BEGIN

//! Concrete adapter implementations for ports.

pub mod csv_adapter;
pub mod file_config_adapter;
pub mod json_report;
pub mod text_report;
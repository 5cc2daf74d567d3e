//! Chip category: institutional net buying by class.
//!
//! Flows are pivoted by date with classes summed per day; a class missing
//! from the data counts as zero rather than failing the score.

use std::collections::BTreeMap;

use chrono::NaiveDate;
use log::debug;

use crate::domain::market_data::InstitutionalFlowRow;
use crate::domain::scoring::schema::InstitutionClass;
use crate::domain::scoring::{Category, CategoryScore};

pub const SHARES_PER_LOT: f64 = 1000.0;
pub const CHIP_WINDOW_DAYS: usize = 5;
pub const TRUST_STREAK_LOTS: f64 = 1000.0;
pub const FOREIGN_EXODUS_LOTS: f64 = -5000.0;

/// Net buying per class, in lots.
#[derive(Debug, Clone, Copy, PartialEq, Default)]
pub struct ClassNet {
    pub foreign: f64,
    pub trust: f64,
    pub dealer: f64,
}

impl ClassNet {
    fn add(&mut self, class: InstitutionClass, lots: f64) {
        match class {
            InstitutionClass::Foreign => self.foreign += lots,
            InstitutionClass::Trust => self.trust += lots,
            InstitutionClass::Dealer => self.dealer += lots,
        }
    }

    pub fn total(&self) -> f64 {
        self.foreign + self.trust + self.dealer
    }
}

#[derive(Debug, Clone, Copy, PartialEq)]
pub struct ChipFlows {
    pub latest_date: NaiveDate,
    pub latest: ClassNet,
    /// Sum over the trailing `CHIP_WINDOW_DAYS` dates.
    pub window: ClassNet,
}

impl ChipFlows {
    /// Pivot rows by date; `None` when no row names a known class.
    pub fn from_rows(rows: &[InstitutionalFlowRow]) -> Option<Self> {
        let mut by_date: BTreeMap<NaiveDate, ClassNet> = BTreeMap::new();
        for row in rows {
            match InstitutionClass::parse(&row.name) {
                Some(class) => by_date
                    .entry(row.date)
                    .or_default()
                    .add(class, row.net / SHARES_PER_LOT),
                None => debug!("ignoring unknown institution class {:?}", row.name),
            }
        }

        let (&latest_date, &latest) = by_date.iter().next_back()?;
        let window = by_date
            .values()
            .rev()
            .take(CHIP_WINDOW_DAYS)
            .fold(ClassNet::default(), |mut acc, day| {
                acc.foreign += day.foreign;
                acc.trust += day.trust;
                acc.dealer += day.dealer;
                acc
            });

        Some(Self {
            latest_date,
            latest,
            window,
        })
    }
}

pub fn score_flows(flows: &ChipFlows) -> CategoryScore {
    let mut score = CategoryScore::new(Category::Chip);
    let latest = flows.latest;

    if latest.trust > 0.0 {
        score.add(30, "trust buying");
    }
    if flows.window.trust > TRUST_STREAK_LOTS {
        score.add(20, "trust accumulating");
    }

    if latest.foreign > 0.0 {
        score.add(10, "foreign buying");
    } else if latest.foreign < FOREIGN_EXODUS_LOTS {
        score.add(-20, "foreign exodus");
    }

    if latest.foreign > 0.0 && latest.trust > 0.0 && latest.dealer > 0.0 {
        score.add(20, "concerted buying");
    }

    score
}

pub fn score(rows: &[InstitutionalFlowRow]) -> CategoryScore {
    match ChipFlows::from_rows(rows) {
        Some(flows) => score_flows(&flows),
        None => CategoryScore::no_data(Category::Chip),
    }
}
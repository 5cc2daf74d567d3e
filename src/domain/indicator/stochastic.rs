//! Stochastic oscillator (KD).
//!
//! RSV = (C - LL(n)) / (HH(n) - LL(n)) × 100, defined as 50 before the window
//! fills and whenever the n-bar range is zero.
//! K[i] = 2/3·K[i-1] + 1/3·RSV[i], D[i] = 2/3·D[i-1] + 1/3·K[i], both seeded at 50.
//!
//! Warmup: first (n-1) bars are invalid, although K/D already carry values.

use crate::domain::indicator::{IndicatorPoint, IndicatorSeries, IndicatorType, IndicatorValue};
use crate::domain::ohlcv::OhlcvBar;

pub const KD_SEED: f64 = 50.0;

pub fn raw_stochastic_value(window: &[OhlcvBar]) -> f64 {
    let Some(last) = window.last() else {
        return KD_SEED;
    };
    let lowest = window.iter().map(|b| b.low).fold(f64::INFINITY, f64::min);
    let highest = window.iter().map(|b| b.high).fold(f64::NEG_INFINITY, f64::max);
    let range = highest - lowest;

    if range > 0.0 {
        (last.close - lowest) / range * 100.0
    } else {
        KD_SEED
    }
}

pub fn calculate_stochastic(bars: &[OhlcvBar], period: usize) -> IndicatorSeries {
    let mut values = Vec::with_capacity(bars.len());
    let mut k = KD_SEED;
    let mut d = KD_SEED;

    for (i, bar) in bars.iter().enumerate() {
        let valid = period > 0 && i + 1 >= period;
        let rsv = if valid {
            raw_stochastic_value(&bars[i + 1 - period..=i])
        } else {
            KD_SEED
        };

        k = (2.0 / 3.0) * k + (1.0 / 3.0) * rsv;
        d = (2.0 / 3.0) * d + (1.0 / 3.0) * k;

        values.push(IndicatorPoint {
            date: bar.date,
            valid,
            value: IndicatorValue::Stochastic { k, d },
        });
    }

    IndicatorSeries {
        indicator_type: IndicatorType::Stochastic { period },
        values,
    }
}

#[cfg(test)]
mod tests {
    use super::*;
    use chrono::NaiveDate;

    fn make_bar(day: u32, high: f64, low: f64, close: f64) -> OhlcvBar {
        OhlcvBar {
            date: NaiveDate::from_ymd_opt(2024, 1, day).unwrap(),
            open: close,
            high,
            low,
            close,
            volume: 1000,
        }
    }

    fn kd_at(series: &IndicatorSeries, idx: usize) -> (f64, f64) {
        match series.values[idx].value {
            IndicatorValue::Stochastic { k, d } => (k, d),
            _ => panic!("Expected Stochastic value"),
        }
    }

    #[test]
    fn flat_range_rsv_is_neutral() {
        let bars: Vec<OhlcvBar> = (1..=3).map(|d| make_bar(d, 10.0, 10.0, 10.0)).collect();
        assert_eq!(raw_stochastic_value(&bars), KD_SEED);
    }

    #[test]
    fn rsv_position_in_range() {
        let bars = vec![make_bar(1, 20.0, 10.0, 15.0), make_bar(2, 18.0, 12.0, 17.5)];
        // (17.5 - 10) / (20 - 10) * 100 = 75
        assert!((raw_stochastic_value(&bars) - 75.0).abs() < 1e-12);
    }

    #[test]
    fn flat_series_stays_at_fifty() {
        let bars: Vec<OhlcvBar> = (1..=10).map(|d| make_bar(d, 10.0, 10.0, 10.0)).collect();
        let series = calculate_stochastic(&bars, 9);
        let (k, d) = kd_at(&series, 9);
        assert!((k - 50.0).abs() < 1e-12);
        assert!((d - 50.0).abs() < 1e-12);
    }

    #[test]
    fn recursive_smoothing_step() {
        let bars = vec![
            make_bar(1, 10.0, 0.0, 5.0),
            make_bar(2, 10.0, 0.0, 10.0),
        ];
        let series = calculate_stochastic(&bars, 2);
        // bar 0: warmup, RSV 50 -> K = 50, D = 50
        // bar 1: RSV = 100 -> K = 2/3*50 + 1/3*100, D = 2/3*50 + 1/3*K
        let expected_k = (2.0 / 3.0) * 50.0 + (1.0 / 3.0) * 100.0;
        let expected_d = (2.0 / 3.0) * 50.0 + (1.0 / 3.0) * expected_k;
        let (k, d) = kd_at(&series, 1);
        assert!((k - expected_k).abs() < 1e-12);
        assert!((d - expected_d).abs() < 1e-12);
        assert!(!series.values[0].valid);
        assert!(series.values[1].valid);
    }

    #[test]
    fn rising_closes_push_k_up() {
        let bars: Vec<OhlcvBar> = (1..=20)
            .map(|d| {
                let c = 100.0 + d as f64;
                make_bar(d, c + 0.5, c - 0.5, c)
            })
            .collect();
        let series = calculate_stochastic(&bars, 9);
        let (k, _) = kd_at(&series, 19);
        assert!(k > 80.0);
    }
}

END

> [Task goal]: Search the data above and return each line in which "iter" occurs.

> [Exercise solution]:
        let (&latest_date, &latest) = by_date.iter().next_back()?;
    let lowest = window.iter().map(|b| b.low).fold(f64::INFINITY, f64::min);
    let highest = window.iter().map(|b| b.high).fold(f64::NEG_INFINITY, f64::max);
    for (i, bar) in bars.iter().enumerate() {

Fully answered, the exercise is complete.